Scattered amongst these musical dramatic monologues are some beautiful love songs; “I Kiss the Sky/Jamtland Bridal March,” with its quiet insistence that the singer “breathe and watch and wait for day,” is moving in the extreme. Nestled as they are between their historical counterparts, these songs also seem elegiac and sung by an ‘other.’ One could easily imagine any of the characters from the ballads returning home to sing to a love,
I’ve traveled many roads and I’ve sailed the seven seas
Hear me, darling, hear me, dear
The wonders of the world don’t mean so much to me
As sleeping in your sweet arms again.
Cooper’s voice, deep and husky, is a perfect vehicle for these songs. When he inhabits the character of the Puritan, for example, his voice conveys the fervor of a man of such ingrained religious belief that the listeners too feel that
Jesus was always on our side
The sword of righteousness hung in the sky
We sang a hymn to make the cowards turn
And then we cut them down as they did run
And the Lord’s seen all that I have done.

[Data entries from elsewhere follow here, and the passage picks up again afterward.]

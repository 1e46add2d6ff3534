use std::collections::BTreeMap;

use chrono::Utc;

use crate::{
    github::RepoHost,
    types::{ActionBatch, ActionOutcome, Intent, IssueState, Repo, StructuredCommand},
};

/// Routes validated commands to their collaborator operation and normalises
/// every outcome into an [`ActionOutcome`].
///
/// Stateless: each call is independent, and bad parameters or collaborator
/// faults become `Failure` values rather than propagated errors.
pub struct Dispatcher<H> {
    host: H,
}

/// Parameter extraction failures. Folded into `Failure` outcomes by
/// [`Dispatcher::execute`]; they never reach the caller as errors.
#[derive(Debug)]
enum ParamError {
    Missing(&'static str),
    NotANumber { key: &'static str, value: String },
}

impl std::fmt::Display for ParamError {
    fn fmt(&self, f: &mut std::fmt::Formatter<'_>) -> std::fmt::Result {
        match self {
            ParamError::Missing(key) => write!(f, "Missing required parameter: {key}"),
            ParamError::NotANumber { key, value } => {
                write!(f, "Invalid {key}: '{value}' is not a number")
            }
        }
    }
}

impl std::error::Error for ParamError {}

fn required<'a>(
    params: &'a BTreeMap<String, String>,
    key: &'static str,
) -> Result<&'a str, ParamError> {
    params
        .get(key)
        .map(String::as_str)
        .ok_or(ParamError::Missing(key))
}

fn required_number(params: &BTreeMap<String, String>, key: &'static str) -> Result<u64, ParamError> {
    let value = required(params, key)?;
    value.trim().parse().map_err(|_| ParamError::NotANumber {
        key,
        value: value.to_string(),
    })
}

fn optional<'a>(params: &'a BTreeMap<String, String>, key: &str, default: &'a str) -> &'a str {
    params.get(key).map_or(default, String::as_str)
}

fn json_data<T: serde::Serialize>(message: String, value: &T) -> ActionOutcome {
    match serde_json::to_value(value) {
        Ok(data) => ActionOutcome::success_with_data(message, data),
        Err(err) => ActionOutcome::failure(format!("Failed to encode result: {err}")),
    }
}

impl<H: RepoHost + Sync> Dispatcher<H> {
    pub fn new(host: H) -> Self {
        Self { host }
    }

    pub fn host(&self) -> &H {
        &self.host
    }

    /// Executes one command against the host. Never fails: bad parameters,
    /// collaborator faults and unknown intents all come back as
    /// `ActionOutcome::Failure`.
    pub async fn execute(&self, repo: &Repo, cmd: &StructuredCommand) -> ActionOutcome {
        match self.try_execute(repo, cmd).await {
            Ok(outcome) => outcome,
            Err(err) => ActionOutcome::failure(format!("{err:#}")),
        }
    }

    /// Executes an ordered batch, one action at a time. A failing action is
    /// recorded and execution continues; the output always has one outcome
    /// per input action, in order.
    pub async fn run_batch(&self, repo: &Repo, batch: &ActionBatch) -> Vec<ActionOutcome> {
        let mut outcomes = Vec::with_capacity(batch.len());
        for (index, cmd) in batch.0.iter().enumerate() {
            let outcome = self.execute(repo, cmd).await;
            if outcome.is_failure() {
                tracing::debug!(index, intent = %cmd.intent, "batch action failed");
            }
            outcomes.push(outcome);
        }
        outcomes
    }

    async fn try_execute(
        &self,
        repo: &Repo,
        cmd: &StructuredCommand,
    ) -> anyhow::Result<ActionOutcome> {
        let params = &cmd.params;

        let outcome = match &cmd.intent {
            Intent::CreatePr => {
                let head = required(params, "head")?;
                let base = required(params, "base")?;
                // The local parser fills these; remote output may omit them.
                let default_title = format!("PR from {head} to {base}");
                let title = optional(params, "title", &default_title);
                let body = optional(params, "body", "");

                let url = self
                    .host
                    .create_pull_request(repo, base, head, title, body)
                    .await?;
                ActionOutcome::success_with_data(
                    format!("Pull request created: {url}"),
                    serde_json::json!({ "url": url }),
                )
            }

            Intent::MergePr => {
                let number = required_number(params, "pr_number")?;
                let message = optional(params, "message", "Merged via MCP");
                let status = self.host.merge_pull_request(repo, number, message).await?;
                ActionOutcome::success(status)
            }

            Intent::CommentPr => {
                let number = required_number(params, "pr_number")?;
                let comment = required(params, "comment")?;
                self.host
                    .comment_on_pull_request(repo, number, comment)
                    .await?;
                ActionOutcome::success(format!("Comment added to PR #{number}"))
            }

            Intent::CreateIssue => {
                let default_title = format!(
                    "Issue created on {}",
                    Utc::now().date_naive().format("%Y-%m-%d")
                );
                let title = optional(params, "title", &default_title);
                let body = optional(params, "body", "");
                let issue = self.host.create_issue(repo, title, body).await?;
                json_data(
                    format!("Issue #{} created successfully", issue.number),
                    &issue,
                )
            }

            Intent::CommentIssue => {
                let number = required_number(params, "issue_number")?;
                let comment = required(params, "comment")?;
                self.host.comment_on_issue(repo, number, comment).await?;
                ActionOutcome::success(format!("Comment added to issue #{number}"))
            }

            Intent::ListItems => {
                let item_type = required(params, "item_type")?;
                let state = optional(params, "state", "open");
                self.list_items(repo, item_type, state).await?
            }

            Intent::ViewFile => {
                let path = required(params, "file_path")?;
                let branch = optional(params, "branch", "main");
                let content = self.host.file_content(repo, path, branch).await?;
                ActionOutcome::success_with_data(
                    format!("Fetched '{path}' from branch '{branch}'"),
                    serde_json::json!({ "path": path, "branch": branch, "content": content }),
                )
            }

            Intent::ViewCommit => {
                let sha = required(params, "commit_sha")?;
                let detail = self.host.commit_diff(repo, sha).await?;
                json_data(format!("Commit {}", detail.sha), &detail)
            }

            Intent::ListIssueComments => {
                let number = required_number(params, "issue_number")?;
                let comments = self.host.issue_comments(repo, number).await?;
                json_data(
                    format!("Found {} comments on issue #{number}", comments.len()),
                    &comments,
                )
            }

            Intent::RepoSummary => {
                let summary = self.host.repo_summary(repo).await?;
                json_data(format!("Summary of {}", summary.name), &summary)
            }

            Intent::Unknown(tag) => ActionOutcome::failure(format!("Unknown intent: {tag}")),
        };

        Ok(outcome)
    }

    async fn list_items(
        &self,
        repo: &Repo,
        item_type: &str,
        state_str: &str,
    ) -> anyhow::Result<ActionOutcome> {
        let outcome = match item_type {
            "issues" => {
                let Some(state) = IssueState::parse(state_str) else {
                    return Ok(ActionOutcome::failure(format!(
                        "Unknown issue state: {state_str}"
                    )));
                };
                let issues = self.host.list_issues(repo, state).await?;
                json_data(
                    format!("Found {} {} issues", issues.len(), state.as_str()),
                    &issues,
                )
            }
            "pull requests" | "prs" => {
                let pulls = self.host.list_pull_requests(repo).await?;
                json_data(format!("Found {} open pull requests", pulls.len()), &pulls)
            }
            "branches" => {
                let branches = self.host.list_branches(repo).await?;
                json_data(format!("Found {} branches", branches.len()), &branches)
            }
            "commits" => {
                let commits = self.host.list_recent_commits(repo, 5).await?;
                json_data(format!("Last {} commits", commits.len()), &commits)
            }
            other => ActionOutcome::failure(format!("Unknown item type: {other}")),
        };
        Ok(outcome)
    }
}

We too can believe that God was ultimately responsible for giving him the land he earned in lieu of payment for his military service. (For those inclined to read social and/or political commentary into the lyrics, this song–and “The Grey Goose Wing” for that matter–provides a field day.)

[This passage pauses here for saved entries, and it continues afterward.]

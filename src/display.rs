use std::io::Write;

use anyhow::Result;
use chrono::{DateTime, Utc};
use chrono_humanize::HumanTime;
use serde_json::Value;

use crate::types::{ActionOutcome, RepoSummary};

pub fn format_relative_time(created_at: DateTime<Utc>) -> String {
    HumanTime::from(created_at).to_string()
}

/// Renders one action outcome to the writer. Failures go out as a single
/// `error:` line; successes print the message followed by whatever data the
/// action produced.
pub fn render_outcome(outcome: &ActionOutcome, out: &mut impl Write) -> Result<()> {
    match outcome {
        ActionOutcome::Failure { error } => writeln!(out, "error: {error}")?,
        ActionOutcome::Success { message, data } => {
            writeln!(out, "{message}")?;
            if let Some(data) = data {
                render_data(data, out)?;
            }
        }
    }
    Ok(())
}

pub fn render_outcomes(outcomes: &[ActionOutcome], out: &mut impl Write) -> Result<()> {
    for (index, outcome) in outcomes.iter().enumerate() {
        writeln!(out, "--- action {} ---", index + 1)?;
        render_outcome(outcome, out)?;
    }
    Ok(())
}

fn render_data(data: &Value, out: &mut impl Write) -> Result<()> {
    // Repo summaries get a dedicated layout; everything else renders either
    // as compact list lines or as pretty JSON.
    if let Ok(summary) = serde_json::from_value::<RepoSummary>(data.clone()) {
        return render_repo_summary(&summary, out);
    }

    match data {
        Value::Array(items) => {
            for item in items {
                writeln!(out, "{}", compact_line(item))?;
            }
        }
        other => writeln!(out, "{}", serde_json::to_string_pretty(other)?)?,
    }
    Ok(())
}

/// One list entry on one line, using the well-known keys when present.
fn compact_line(item: &Value) -> String {
    let Value::Object(fields) = item else {
        // Branch listings are arrays of plain strings; print them bare.
        return match item {
            Value::String(s) => s.clone(),
            other => other.to_string(),
        };
    };

    let text = |key: &str| fields.get(key).and_then(Value::as_str).map(str::to_string);
    let number = fields.get("number").and_then(Value::as_u64);

    // Issue / PR summaries.
    if let (Some(number), Some(title)) = (number, text("title")) {
        let who = text("creator").or_else(|| text("author")).or_else(|| text("user"));
        let when = text("created_at").and_then(|raw| parse_when(&raw));
        return match (who, when) {
            (Some(who), Some(when)) => {
                format!("#{number}: {title} by {who} ({})", format_relative_time(when))
            }
            (Some(who), None) => format!("#{number}: {title} by {who}"),
            _ => format!("#{number}: {title}"),
        };
    }

    // Commit summaries.
    if let (Some(sha), Some(message)) = (text("sha"), text("message")) {
        let sha = sha.get(..7).unwrap_or(&sha).to_string();
        let author = text("author").unwrap_or_else(|| "Unknown".to_string());
        let date = text("date")
            .and_then(|raw| parse_when(&raw))
            .map(|d| d.format("%Y-%m-%d %H:%M").to_string())
            .unwrap_or_default();
        return format!("{sha} | {author} | {date} | {message}");
    }

    // Issue comment entries.
    if let (Some(user), Some(body)) = (text("user"), text("body")) {
        let when = text("created_at")
            .and_then(|raw| parse_when(&raw))
            .map(|d| d.format("%Y-%m-%d %H:%M").to_string())
            .unwrap_or_default();
        return format!("- {user} at {when}: {body}");
    }

    item.to_string()
}

fn parse_when(raw: &str) -> Option<DateTime<Utc>> {
    DateTime::parse_from_rfc3339(raw)
        .ok()
        .map(|d| d.with_timezone(&Utc))
}

fn render_repo_summary(summary: &RepoSummary, out: &mut impl Write) -> Result<()> {
    writeln!(out, "  name:         {}", summary.name)?;
    writeln!(
        out,
        "  description:  {}",
        summary.description.as_deref().unwrap_or("(none)")
    )?;
    writeln!(out, "  url:          {}", summary.url)?;
    writeln!(
        out,
        "  stars/forks:  {} / {}",
        summary.stars, summary.forks
    )?;
    writeln!(
        out,
        "  open:         {} issues, {} pull requests",
        summary.open_issues, summary.open_prs
    )?;
    if !summary.topics.is_empty() {
        writeln!(out, "  topics:       {}", summary.topics.join(", "))?;
    }
    writeln!(
        out,
        "  created:      {}",
        summary.created_at.format("%Y-%m-%d")
    )?;
    writeln!(
        out,
        "  last updated: {} ({})",
        summary.last_updated.format("%Y-%m-%d"),
        format_relative_time(summary.last_updated)
    )?;
    for line in &summary.recent_commits {
        writeln!(out, "  commit:       {line}")?;
    }
    Ok(())
}

#[cfg(test)]
mod tests {
    use super::*;
    use crate::types::ActionOutcome;

    fn rendered(outcome: &ActionOutcome) -> String {
        let mut buf = Vec::new();
        render_outcome(outcome, &mut buf).unwrap();
        String::from_utf8(buf).unwrap()
    }

    #[test]
    fn failure_renders_single_error_line() {
        let out = rendered(&ActionOutcome::failure("PR #3 is already merged"));
        assert_eq!(out, "error: PR #3 is already merged\n");
    }

    #[test]
    fn issue_list_renders_compact_lines() {
        let outcome = ActionOutcome::success_with_data(
            "Found 1 open issues",
            serde_json::json!([
                {"number": 5, "title": "Fix crash", "creator": "alice",
                 "created_at": "2026-08-01T12:00:00Z"}
            ]),
        );
        let out = rendered(&outcome);
        assert!(out.starts_with("Found 1 open issues\n"));
        assert!(out.contains("#5: Fix crash by alice"));
    }

    #[test]
    fn branch_list_renders_bare_names() {
        let outcome = ActionOutcome::success_with_data(
            "Found 2 branches",
            serde_json::json!(["main", "dev"]),
        );
        let out = rendered(&outcome);
        assert_eq!(out, "Found 2 branches\nmain\ndev\n");
    }

    #[test]
    fn commit_list_renders_sha_pipe_format() {
        let outcome = ActionOutcome::success_with_data(
            "Last 1 commits",
            serde_json::json!([
                {"sha": "abc1234def", "author": "bob", "message": "initial import",
                 "date": "2026-08-01T12:00:00Z"}
            ]),
        );
        let out = rendered(&outcome);
        assert!(out.contains("abc1234 | bob | 2026-08-01 12:00 | initial import"));
    }
}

The spareness of the instrumentation against which the vocals lie suits pieces such as these, where the story, of necessity, must come to the fore. There is a sense of intimacy and immediacy, with (for the most part) guitar, cello, violin, sometimes mandolin, mandola and harmonium in the sound. Nevertheless, when Cooper’s haunting cello lines carry the melody at intros or bridges, the deep sweeps are simply another voice with another way of telling—singing—the stories.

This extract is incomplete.